Blood cancers

Targeted therapy in CLL: the dawn of a new era


Chronic lymphocytic leukaemia (CLL) has traditionally been one of the most challenging leukaemias for clinicians to manage.1 Treatment options have been evolving for decades, and never faster than right now.2 To reflect upon the age of chemotherapy to chemo-immunotherapy and now targeted therapy, the limbic sat down with Professor John Seymour, Co-Director of the Division of Cancer Medicine, and Director of the Department of Haematology at the Peter MacCallum Cancer Centre, Melbourne to discuss where we’ve been and where we are headed with the management of patients with CLL.
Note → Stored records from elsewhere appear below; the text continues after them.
//! What a descriptor asks of an offer.

use offergrid_core::{Inbound, Ranges, TaskClass};
use offergrid_roster::Descriptor;
use serde::{Deserialize, Serialize};
use tracing::warn;

#[derive(Debug, Clone, Default, PartialEq, Serialize, Deserialize)]
pub struct Wants {
    pub cpu: f64,
    pub memory: f64,
    pub static_ports: Ranges,
    /// Role channels merged over class channels.
    pub inbound: Vec<Inbound>,
}

impl Wants {
    pub fn for_descriptor(descriptor: &Descriptor, class: &TaskClass) -> Self {
        let cpu = class.wants.cpu.unwrap_or_else(|| {
            warn!(class = %class.name(), "task class has no cpu requirement");
            0.0
        });
        let memory = class.wants.memory.unwrap_or_else(|| {
            warn!(class = %class.name(), "task class has no memory requirement");
            0.0
        });
        Self {
            cpu,
            memory,
            static_ports: class.wants.ports.clone(),
            inbound: descriptor.inbound(class),
        }
    }

    pub fn dynamic_port_count(&self) -> u64 {
        self.inbound.iter().filter(|c| c.needs_dynamic_port()).count() as u64
    }
}

/// Hard caps. `None` means unbounded.
#[derive(Debug, Clone, Copy, Default, PartialEq, Serialize, Deserialize)]
pub struct Limits {
    pub cpu: Option<f64>,
    pub memory: Option<f64>,
}

impl Limits {
    pub fn for_class(class: &TaskClass) -> Self {
        let Some(l) = &class.limits else {
            return Self::default();
        };
        Self {
            cpu: l.cpu.filter(|v| *v > 0.0),
            memory: l.memory.filter(|v| *v > 0.0),
        }
    }
}

#[cfg(test)]
mod tests {
    use super::*;
    use offergrid_core::channel::{Addressing, ChannelType};
    use offergrid_core::class::ResourceLimits;
    use offergrid_roster::RoleId;

    #[test]
    fn role_channels_override_class_channels() {
        let mut class = TaskClass::new("local", "readout");
        class.wants.cpu = Some(0.5);
        let mut class_ch = Inbound::new("data", ChannelType::Push);
        class_ch.addressing = Addressing::Ipc;
        class.bind = vec![class_ch, Inbound::new("mon", ChannelType::Pub)];
        class.limits = Some(ResourceLimits {
            cpu: Some(0.0),
            memory: Some(2048.0),
        });

        let d = Descriptor {
            role: RoleId(1),
            role_path: "r".into(),
            env_id: "e".into(),
            class_name: "readout".into(),
            role_constraints: Default::default(),
            critical: true,
            vars: Default::default(),
            role_bind: vec![Inbound::new("data", ChannelType::Push)],
            has_trigger: false,
        };
        let w = Wants::for_descriptor(&d, &class);
        assert_eq!(w.cpu, 0.5);
        assert_eq!(w.memory, 0.0);
        assert_eq!(w.inbound.len(), 2);
        // role "data" is tcp, so both channels take a port
        assert_eq!(w.dynamic_port_count(), 2);

        let l = Limits::for_class(&class);
        assert_eq!(l.cpu, None);
        assert_eq!(l.memory, Some(2048.0));
    }
}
Chemotherapy was symptom directed and palliative

For over half a century CLL has been treated with oral alkylating agents, primarily chlorambucil, or cyclophosphamide.3,4 At best these agents are symptom directed and palliative, with little or no effect on the natural history of the disease.1

As Prof. Seymour describes, “there is no evidence that these chemotherapy agents prolong survival whatsoever and almost never achieve complete remission, but they do give good relief from bulky or uncomfortable lymph nodes and diminish the symptom impact of the disease for patients. Indeed, chlorambucil therapy has shown little effect on 10-year overall survival (OS), which occurs in less than 5% of patients.3 This, explains Prof. Seymour, “is because traditional chemotherapeutic agents lack selectivity and impact normal cells to a similar degree to the malignant clone.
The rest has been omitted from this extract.